Pub Date: Jan. 1st, 1993
ISBN: 0-06-016503-0
Publisher: HarperCollins

This judiciously empathic biography from Milton (The Yellow Kids, 1989), with its dazzling breadth of research, is the keystone of this season's Lindbergh-centered publications: Dorothy Herrmann's fine portrait of Anne Morrow Lindbergh (p. 1234); and Reeve Lindbergh's fictional familial tribute, The Names of the Mountains, (p. 1208), plus her poems and photos, in View from the Air (p. 1140), for the juvenile shelf. Born to bright, restless, emotionally incompatible parents (Charles's father, a Minnesota congressman and a Populist, opposed intervention in WW I), Charles was indulged yet isolated (he felt he had ``little in common'' with his peers.) As a young man, he fled regimented college education for the uncommon freedom of the sky—barnstorming at fairs, etc., in aviation's infancy, and performing hero turns while applying his engineering genius. Lindbergh's contributions to aviation are towering, beginning with the 1927 flight to Paris (at one point his plane was a mere 50 feet above sea level) and through the years continuing with the survey flights through uncharted skies, when he lay the groundwork for commercial routes.
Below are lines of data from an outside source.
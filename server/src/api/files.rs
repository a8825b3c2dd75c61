//! Streaming upload and download.
//!
//! Uploads spool each file part through the master-key stream writer into
//! the upload area under a pre-allocated blob name, so the commit is a
//! rename. The session token is only checked once the streams are on
//! disk; every non-commit exit removes the temp files. Each chunk
//! refreshes a deadline instead of one request-wide timeout, so a stalled
//! peer cannot hold a slot for long.

use super::{
    decrypt_params, field, form_fields, join, require_approved, require_session, respond,
    state_of, throttle, AppState,
};
use crate::auth::token;
use crate::db::fileset::FileSpec;
use crate::db::Db;
use crate::error::{ServerError, ServerResult};
use crate::storage::SecureStore;
use async_stream::try_stream;
use bytes::Bytes;
use futures::Stream;
use hyper::{header, Body, Request, Response, StatusCode};
use routerify::ext::RequestExt;
use routerify::Router;
use serde::Deserialize;
use std::io::{self, Read, Write};
use std::path::PathBuf;
use std::time::Duration;
use tokio::task::block_in_place;
use wire::Set;

const SCALAR_PART_LIMIT: usize = 2 * 1024;
const CHUNK_DEADLINE: Duration = Duration::from_secs(60);
const COPY_TICK: usize = 4 * 1024;
const COPY_DEADLINE: Duration = Duration::from_secs(10);

/// Temp files owned by an in-flight upload; dropped without `commit`,
/// they are removed, so cancellation and errors cannot leak spool files.
struct UploadTemps {
    paths: Vec<PathBuf>,
    keep: bool,
}

impl UploadTemps {
    fn new() -> UploadTemps {
        UploadTemps {
            paths: vec![],
            keep: false,
        }
    }

    fn commit(&mut self) {
        self.keep = true;
    }
}

impl Drop for UploadTemps {
    fn drop(&mut self) {
        if !self.keep {
            for p in &self.paths {
                let _ = std::fs::remove_file(p);
            }
        }
    }
}

struct StreamedPart {
    blob_name: String,
    temp: PathBuf,
    bytes: u64,
}

async fn read_file_part(
    state: &AppState,
    field: &mut multer::Field<'_>,
    temps: &mut UploadTemps,
) -> ServerResult<StreamedPart> {
    let blob_name = SecureStore::new_blob_name();
    let (temp, mut writer) = block_in_place(|| state.db.store().blob_writer(&blob_name))?;
    temps.paths.push(temp.clone());

    loop {
        let chunk = tokio::time::timeout(CHUNK_DEADLINE, field.chunk())
            .await
            .map_err(|_| ServerError::Timeout)??;
        match chunk {
            Some(bytes) => block_in_place(|| writer.write_all(&bytes))?,
            None => break,
        }
    }

    let bytes = block_in_place(|| -> ServerResult<u64> {
        let (file, total) = writer.finish()?;
        file.sync_all()?;
        Ok(total)
    })?;

    Ok(StreamedPart {
        blob_name,
        temp,
        bytes,
    })
}

async fn read_scalar_part(field: &mut multer::Field<'_>) -> ServerResult<String> {
    let mut data = Vec::new();
    loop {
        let chunk = tokio::time::timeout(CHUNK_DEADLINE, field.chunk())
            .await
            .map_err(|_| ServerError::Timeout)??;
        match chunk {
            Some(bytes) => {
                if data.len() + bytes.len() > SCALAR_PART_LIMIT {
                    return Err(ServerError::BadRequest);
                }
                data.extend_from_slice(&bytes);
            }
            None => break,
        }
    }
    String::from_utf8(data).map_err(|_| ServerError::BadRequest)
}

pub async fn upload(req: Request<Body>) -> ServerResult<Response<Body>> {
    let (parts, body) = req.into_parts();
    let _permit = throttle(&parts).await;
    let state = state_of(&parts);

    let boundary = parts
        .headers
        .get(header::CONTENT_TYPE)
        .and_then(|ct| ct.to_str().ok())
        .and_then(|ct| multer::parse_boundary(ct).ok())
        .ok_or(ServerError::BadRequest)?;
    let mut multipart = multer::Multipart::new(body, boundary);

    let mut temps = UploadTemps::new();
    let mut file_part: Option<StreamedPart> = None;
    let mut thumb_part: Option<StreamedPart> = None;
    let mut scalars = std::collections::HashMap::new();

    while let Some(mut field) = multipart.next_field().await? {
        let name = field.name().map(str::to_string);
        match name.as_deref() {
            Some("file") => file_part = Some(read_file_part(&state, &mut field, &mut temps).await?),
            Some("thumb") => {
                thumb_part = Some(read_file_part(&state, &mut field, &mut temps).await?)
            }
            Some(name) => {
                let value = read_scalar_part(&mut field).await?;
                scalars.insert(name.to_string(), value);
            }
            None => continue,
        }
    }

    let file_part = file_part.ok_or(ServerError::BadRequest)?;
    let thumb_part = thumb_part.ok_or(ServerError::BadRequest)?;

    // Streams are captured; now authenticate and commit.
    block_in_place(|| {
        let (user, _) = require_session(&state, &scalars)?;
        require_approved(&user)?;

        let set = Set::from_wire(field(&scalars, "set")?).ok_or(ServerError::BadRequest)?;
        let album_id = scalars.get("albumId").filter(|s| !s.is_empty()).cloned();
        let date_created = field(&scalars, "dateCreated")?
            .parse()
            .map_err(|_| ServerError::BadRequest)?;
        let version = field(&scalars, "version")?.to_string();
        let headers = field(&scalars, "headers")?.to_string();

        let file_name = SecureStore::new_blob_name();
        let spec = FileSpec {
            version,
            date_created,
            date_modified: 0,
            headers,
            album_id: album_id.clone(),
            store_file: file_part.blob_name.clone(),
            store_file_size: file_part.bytes as i64,
            store_thumb: thumb_part.blob_name.clone(),
            store_thumb_size: thumb_part.bytes as i64,
        };

        state
            .db
            .store()
            .import_blob(&file_part.temp, &file_part.blob_name)?;
        state
            .db
            .store()
            .import_blob(&thumb_part.temp, &thumb_part.blob_name)?;
        temps.commit();

        if let Err(e) =
            state
                .db
                .add_file(user.user_id, set, album_id.as_deref(), &file_name, spec)
        {
            // The record never landed; the imported blobs are unreachable.
            let _ = state.db.store().delete_blob(&file_part.blob_name);
            let _ = state.db.store().delete_blob(&thumb_part.blob_name);
            return Err(e);
        }

        respond(wire::Response::ok().part("file", file_name))
    })
}

fn blob_stream(
    db: std::sync::Arc<Db>,
    name: String,
    offset: u64,
) -> impl Stream<Item = io::Result<Bytes>> {
    try_stream! {
        let mut reader = block_in_place(|| -> io::Result<_> {
            let mut r = db
                .store()
                .blob_reader(&name)
                .map_err(to_io)?;
            if offset > 0 {
                r.seek_to(offset).map_err(to_io)?;
            }
            Ok(r)
        })?;

        loop {
            // The deadline refreshes on every tick; a read that stalls
            // errors the stream out instead of holding the slot.
            let step = tokio::time::timeout(
                COPY_DEADLINE,
                tokio::task::spawn_blocking(move || -> io::Result<_> {
                    let mut buf = vec![0u8; COPY_TICK];
                    let n = reader.read(&mut buf)?;
                    buf.truncate(n);
                    Ok((reader, buf))
                }),
            )
            .await
            .map_err(|_| io::Error::new(io::ErrorKind::TimedOut, "read deadline expired"))?
            .map_err(|e| io::Error::new(io::ErrorKind::Other, e))?;

            let (returned, chunk) = step?;
            reader = returned;
            if chunk.is_empty() {
                break;
            }
            yield Bytes::from(chunk);
        }
    }
}

fn to_io(e: ServerError) -> io::Error {
    match e {
        ServerError::Io(e) => e,
        ServerError::NotFound => io::Error::new(io::ErrorKind::NotFound, "no such blob"),
        _ => io::Error::new(io::ErrorKind::InvalidData, "decrypt failed"),
    }
}

#[derive(Deserialize)]
struct DownloadParams {
    file: String,
    set: String,
    #[serde(rename = "albumId", default)]
    album_id: String,
    #[serde(default)]
    thumb: bool,
}

/// Session-authenticated download; the response body is the client's own
/// ciphertext stream.
pub async fn download(req: Request<Body>) -> ServerResult<Response<Body>> {
    let (parts, body) = req.into_parts();
    let _permit = throttle(&parts).await;
    let state = state_of(&parts);

    let body = join(body).await?;
    let fields = form_fields(&body);
    let (spec, thumb) = block_in_place(|| -> ServerResult<(FileSpec, bool)> {
        let (user, _) = require_session(&state, &fields)?;
        let p: DownloadParams = decrypt_params(&state.db, &user, &fields)?;
        let set = Set::from_wire(&p.set).ok_or(ServerError::BadRequest)?;
        let album_id = if p.album_id.is_empty() {
            None
        } else {
            Some(p.album_id.as_str())
        };
        let spec = state.db.find_file(user.user_id, set, album_id, &p.file)?;
        Ok((spec, p.thumb))
    })?;

    let blob = if thumb {
        spec.store_thumb
    } else {
        spec.store_file
    };
    let stream = blob_stream(state.db.clone(), blob, 0);
    Ok(Response::builder()
        .header(header::CONTENT_TYPE, "application/octet-stream")
        .status(StatusCode::OK)
        .body(Body::wrap_stream(stream))
        .unwrap())
}

fn parse_range(parts: &hyper::http::request::Parts) -> Option<u64> {
    let raw = parts.headers.get(header::RANGE)?.to_str().ok()?;
    let rest = raw.strip_prefix("bytes=")?;
    let (start, end) = rest.split_once('-')?;
    if !end.is_empty() {
        return None;
    }
    start.parse().ok()
}

/// Range-capable download authenticated by a signed URL token.
pub async fn signed_download(req: Request<Body>) -> ServerResult<Response<Body>> {
    let (parts, _) = req.into_parts();
    let _permit = throttle(&parts).await;
    let state = state_of(&parts);

    let token_str = parts.param("token").ok_or(ServerError::BadRequest)?.clone();
    let range_start = parse_range(&parts);

    let (blob, size) = block_in_place(|| -> ServerResult<(String, u64)> {
        let (user, tok) = state.auth.check_download(&token_str)?;
        let set = tok
            .set
            .as_deref()
            .and_then(Set::from_wire)
            .ok_or(ServerError::InvalidCredentials)?;
        let file = tok.file.as_deref().ok_or(ServerError::InvalidCredentials)?;
        let spec = state.db.locate_file(user.user_id, set, file)?;
        let blob = if tok.thumb {
            spec.store_thumb
        } else {
            spec.store_file
        };
        let size = state.db.store().blob_plaintext_size(&blob)?;
        Ok((blob, size))
    })?;

    match range_start {
        Some(start) => {
            if start >= size {
                return Ok(Response::builder()
                    .status(StatusCode::RANGE_NOT_SATISFIABLE)
                    .header(header::CONTENT_RANGE, format!("bytes */{}", size))
                    .body(Body::empty())
                    .unwrap());
            }
            let stream = blob_stream(state.db.clone(), blob, start);
            Ok(Response::builder()
                .status(StatusCode::PARTIAL_CONTENT)
                .header(header::CONTENT_TYPE, "application/octet-stream")
                .header(
                    header::CONTENT_RANGE,
                    format!("bytes {}-{}/{}", start, size - 1, size),
                )
                .header(header::CONTENT_LENGTH, size - start)
                .body(Body::wrap_stream(stream))
                .unwrap())
        }
        _ => {
            let stream = blob_stream(state.db.clone(), blob, 0);
            Ok(Response::builder()
                .status(StatusCode::OK)
                .header(header::CONTENT_TYPE, "application/octet-stream")
                .header(header::CONTENT_LENGTH, size)
                .body(Body::wrap_stream(stream))
                .unwrap())
        }
    }
}

fn host_of(parts: &hyper::http::request::Parts) -> String {
    parts
        .headers
        .get(header::HOST)
        .and_then(|h| h.to_str().ok())
        .unwrap_or("localhost")
        .to_string()
}

fn make_download_url(
    state: &AppState,
    user: &crate::db::UserRecord,
    host: &str,
    file: &str,
    set: &str,
    thumb: bool,
) -> ServerResult<String> {
    let key = user.unwrapped_token_key(state.db.master())?;
    let tok = token::mint(
        &key,
        &token::Token::download(user.user_id, set, file, thumb, state.db.now_ms()),
    );
    Ok(format!("https://{}/v2/download/{}", host, tok))
}

#[derive(Deserialize)]
struct GetUrlParams {
    file: String,
    set: String,
    #[serde(default)]
    thumb: bool,
}

pub async fn get_url(req: Request<Body>) -> ServerResult<Response<Body>> {
    let (parts, body) = req.into_parts();
    let _permit = throttle(&parts).await;
    let state = state_of(&parts);
    let host = host_of(&parts);

    let body = join(body).await?;
    let fields = form_fields(&body);
    block_in_place(|| {
        let (user, _) = require_session(&state, &fields)?;
        let p: GetUrlParams = decrypt_params(&state.db, &user, &fields)?;
        let set = Set::from_wire(&p.set).ok_or(ServerError::BadRequest)?;
        state.db.locate_file(user.user_id, set, &p.file)?;
        let url = make_download_url(&state, &user, &host, &p.file, &p.set, p.thumb)?;
        respond(wire::Response::ok().part("url", url))
    })
}

#[derive(Deserialize)]
struct GetUrlsParams {
    files: Vec<wire::DownloadTarget>,
}

pub async fn get_download_urls(req: Request<Body>) -> ServerResult<Response<Body>> {
    let (parts, body) = req.into_parts();
    let _permit = throttle(&parts).await;
    let state = state_of(&parts);
    let host = host_of(&parts);

    let body = join(body).await?;
    let fields = form_fields(&body);
    block_in_place(|| {
        let (user, _) = require_session(&state, &fields)?;
        let p: GetUrlsParams = decrypt_params(&state.db, &user, &fields)?;

        let mut urls = serde_json::Map::new();
        for target in &p.files {
            let set = Set::from_wire(&target.set).ok_or(ServerError::BadRequest)?;
            if state
                .db
                .locate_file(user.user_id, set, &target.filename)
                .is_err()
            {
                continue;
            }
            let url = make_download_url(
                &state,
                &user,
                &host,
                &target.filename,
                &target.set,
                target.thumb,
            )?;
            urls.insert(target.filename.clone(), serde_json::Value::String(url));
        }
        respond(wire::Response::ok().part("urls", urls))
    })
}

pub fn signed_router() -> Router<Body, ServerError> {
    Router::builder()
        .get("/:token", signed_download)
        .build()
        .unwrap()
}
use super::{
    decrypt_params, form_fields, join, require_session, respond, respond_ok, rp_id, state_of,
    throttle,
};
use crate::auth::{token, webauthn};
use crate::error::{ServerError, ServerResult};
use hyper::{Body, Request, Response};
use routerify::Router;
use serde::Deserialize;
use tokio::task::block_in_place;

#[derive(Deserialize)]
struct EnableParams {
    #[serde(rename = "requireMFA")]
    require_mfa: bool,
    #[serde(rename = "otp", default)]
    otp_code: Option<String>,
    #[serde(rename = "mfa", default)]
    assertion: Option<webauthn::AssertionParams>,
}

async fn enable(req: Request<Body>) -> ServerResult<Response<Body>> {
    let (parts, body) = req.into_parts();
    let _permit = throttle(&parts).await;
    let state = state_of(&parts);
    let rp = rp_id(&parts);

    let body = join(body).await?;
    let fields = form_fields(&body);
    block_in_place(|| {
        let (user, tok) = require_session(&state, &fields)?;
        let p: EnableParams = decrypt_params(&state.db, &user, &fields)?;
        state.auth.require_recent_mfa(
            &user,
            &token::hash(&tok),
            p.otp_code.as_deref(),
            p.assertion.as_ref(),
            &rp,
        )?;
        state.auth.set_require_mfa(user.user_id, p.require_mfa)?;
        respond_ok()
    })
}

#[derive(Deserialize)]
struct CheckParams {
    #[serde(rename = "otp", default)]
    otp_code: Option<String>,
    #[serde(rename = "mfa", default)]
    assertion: Option<webauthn::AssertionParams>,
}

/// Verifies a factor ahead of a sensitive operation, stamping the grace
/// window for this session on success.
async fn check(req: Request<Body>) -> ServerResult<Response<Body>> {
    let (parts, body) = req.into_parts();
    let _permit = throttle(&parts).await;
    let state = state_of(&parts);
    let rp = rp_id(&parts);

    let body = join(body).await?;
    let fields = form_fields(&body);
    block_in_place(|| {
        let (user, tok) = require_session(&state, &fields)?;
        let p: CheckParams = decrypt_params(&state.db, &user, &fields)?;
        state.auth.require_recent_mfa(
            &user,
            &token::hash(&tok),
            p.otp_code.as_deref(),
            p.assertion.as_ref(),
            &rp,
        )?;
        respond_ok()
    })
}

#[derive(Deserialize)]
struct ApproveParams {
    #[serde(rename = "sessionId")]
    session_id: String,
    pub approve: bool,
}

/// Another logged-in device answers a pending remote-MFA request.
async fn approve(req: Request<Body>) -> ServerResult<Response<Body>> {
    let (parts, body) = req.into_parts();
    let _permit = throttle(&parts).await;
    let state = state_of(&parts);

    let body = join(body).await?;
    let fields = form_fields(&body);
    block_in_place(|| {
        let (user, _) = require_session(&state, &fields)?;
        let p: ApproveParams = decrypt_params(&state.db, &user, &fields)?;
        state.auth.remote.resolve(&p.session_id, user.user_id, p.approve)?;
        respond_ok()
    })
}

async fn status(req: Request<Body>) -> ServerResult<Response<Body>> {
    let (parts, body) = req.into_parts();
    let _permit = throttle(&parts).await;
    let state = state_of(&parts);

    let body = join(body).await?;
    let fields = form_fields(&body);
    block_in_place(|| {
        let (user, _) = require_session(&state, &fields)?;
        let pending: Vec<serde_json::Value> = state
            .auth
            .remote
            .pending_for(user.user_id)
            .into_iter()
            .map(|(id, created)| serde_json::json!({ "sessionId": id, "date": created }))
            .collect();
        respond(wire::Response::ok().part("pending", pending))
    })
}

#[derive(Deserialize)]
struct WebauthnRegisterParams {
    #[serde(default)]
    passkey: bool,
    #[serde(rename = "attestationObject", default)]
    attestation_object: Option<String>,
    #[serde(rename = "clientDataJSON", default)]
    client_data_json: Option<String>,
    #[serde(default)]
    transports: Vec<String>,
    #[serde(default)]
    name: String,
}

/// Without an attestation this begins registration and returns creation
/// options; with one it finishes and stores the credential.
async fn webauthn_register(req: Request<Body>) -> ServerResult<Response<Body>> {
    let (parts, body) = req.into_parts();
    let _permit = throttle(&parts).await;
    let state = state_of(&parts);
    let rp = rp_id(&parts);

    let body = join(body).await?;
    let fields = form_fields(&body);
    block_in_place(|| {
        let (user, _) = require_session(&state, &fields)?;
        let p: WebauthnRegisterParams = decrypt_params(&state.db, &user, &fields)?;

        match (p.attestation_object, p.client_data_json) {
            (Some(attestation_object), Some(client_data_json)) => {
                let params = webauthn::RegistrationParams {
                    attestation_object,
                    client_data_json,
                    transports: p.transports,
                    name: p.name,
                    discoverable: p.passkey,
                };
                state
                    .auth
                    .webauthn_register_finish(user.user_id, &rp, &params)?;
                respond_ok()
            }
            _ => {
                let options = state
                    .auth
                    .webauthn_register_begin(user.user_id, &rp, p.passkey)?;
                respond(wire::Response::ok().part("attestationOptions", options))
            }
        }
    })
}

async fn webauthn_keys(req: Request<Body>) -> ServerResult<Response<Body>> {
    let (parts, body) = req.into_parts();
    let _permit = throttle(&parts).await;
    let state = state_of(&parts);

    let body = join(body).await?;
    let fields = form_fields(&body);
    block_in_place(|| {
        let (user, _) = require_session(&state, &fields)?;
        respond(wire::Response::ok().part("keys", state.auth.webauthn_keys(&user)))
    })
}

#[derive(Deserialize)]
struct UpdateKeysParams {
    #[serde(default)]
    remove: Vec<String>,
    #[serde(default)]
    rename: Vec<(String, String)>,
    #[serde(rename = "otp", default)]
    otp_code: Option<String>,
    #[serde(rename = "mfa", default)]
    assertion: Option<webauthn::AssertionParams>,
}

async fn webauthn_update_keys(req: Request<Body>) -> ServerResult<Response<Body>> {
    let (parts, body) = req.into_parts();
    let _permit = throttle(&parts).await;
    let state = state_of(&parts);
    let rp = rp_id(&parts);

    let body = join(body).await?;
    let fields = form_fields(&body);
    block_in_place(|| {
        let (user, tok) = require_session(&state, &fields)?;
        let p: UpdateKeysParams = decrypt_params(&state.db, &user, &fields)?;
        state.auth.require_recent_mfa(
            &user,
            &token::hash(&tok),
            p.otp_code.as_deref(),
            p.assertion.as_ref(),
            &rp,
        )?;
        state
            .auth
            .webauthn_update_keys(user.user_id, &p.remove, &p.rename)?;
        respond_ok()
    })
}

async fn generate_otp(req: Request<Body>) -> ServerResult<Response<Body>> {
    let (parts, body) = req.into_parts();
    let _permit = throttle(&parts).await;
    let state = state_of(&parts);
    let rp = rp_id(&parts);

    let body = join(body).await?;
    let fields = form_fields(&body);
    block_in_place(|| {
        let (user, _) = require_session(&state, &fields)?;
        let (secret, png) = state.auth.generate_otp(&user.email, &rp)?;
        respond(
            wire::Response::ok()
                .part("key", secret)
                .part("img", format!("data:image/png;base64,{}", base64::encode(png))),
        )
    })
}

#[derive(Deserialize)]
struct SetOtpParams {
    #[serde(default)]
    key: String,
    #[serde(default)]
    code: String,
}

async fn set_otp(req: Request<Body>) -> ServerResult<Response<Body>> {
    let (parts, body) = req.into_parts();
    let _permit = throttle(&parts).await;
    let state = state_of(&parts);

    let body = join(body).await?;
    let fields = form_fields(&body);
    block_in_place(|| {
        let (user, _) = require_session(&state, &fields)?;
        let p: SetOtpParams = decrypt_params(&state.db, &user, &fields)?;
        state.auth.set_otp(user.user_id, &p.key, &p.code)?;
        respond_ok()
    })
}

#[derive(Deserialize)]
struct PushParams {
    endpoint: String,
    #[serde(default)]
    auth: String,
    #[serde(default)]
    p256dh: String,
}

async fn push(req: Request<Body>) -> ServerResult<Response<Body>> {
    let (parts, body) = req.into_parts();
    let _permit = throttle(&parts).await;
    let state = state_of(&parts);

    let body = join(body).await?;
    let fields = form_fields(&body);
    block_in_place(|| {
        let (user, _) = require_session(&state, &fields)?;
        let p: PushParams = decrypt_params(&state.db, &user, &fields)?;
        state
            .auth
            .push_subscribe(user.user_id, &p.endpoint, &p.auth, &p.p256dh)?;
        respond_ok()
    })
}

pub fn mfa_router() -> Router<Body, ServerError> {
    Router::builder()
        .post("/enable", enable)
        .post("/check", check)
        .post("/approve", approve)
        .post("/status", status)
        .build()
        .unwrap()
}

pub fn config_router() -> Router<Body, ServerError> {
    Router::builder()
        .post("/webauthn/register", webauthn_register)
        .post("/webauthn/keys", webauthn_keys)
        .post("/webauthn/updateKeys", webauthn_update_keys)
        .post("/generateOTP", generate_otp)
        .post("/setOTP", set_otp)
        .post("/push", push)
        .build()
        .unwrap()
}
Often wife Anne was ``crew.'' (Milton views Anne from a cooler distance than does Herrmann, but she also pays tribute to Anne's courage, strength, and talent.) Milton's chronology of the tragic kidnapping of baby Charles, Jr., the trial, the ordeal by the press, the police work, and a few seedy rounds in the dark life of Bruno Richard Hauptmann (executed for the crime in 1922) is completely riveting. (Milton is convinced of Hauptmann's guilt but adds some tantalizing new speculations.) In the turbulent years following the tragedy—the flights, moves, family, Charles's work with Alexis Carrel in surgical technology, and Anne's publications—Charles developed a paranoid hatred of the pursuing press and, perhaps, of democracy's ``freedom'' that allowed it. Milton suggests that Charles's early attraction to Nazi Germany ``spoke to a reservoir of rage within himself,'' and possibly to a pull to his father's antiestablishment roots. Lively, richly informative, deeply satisfying—a staple in Lindbergh studies. (Photos.)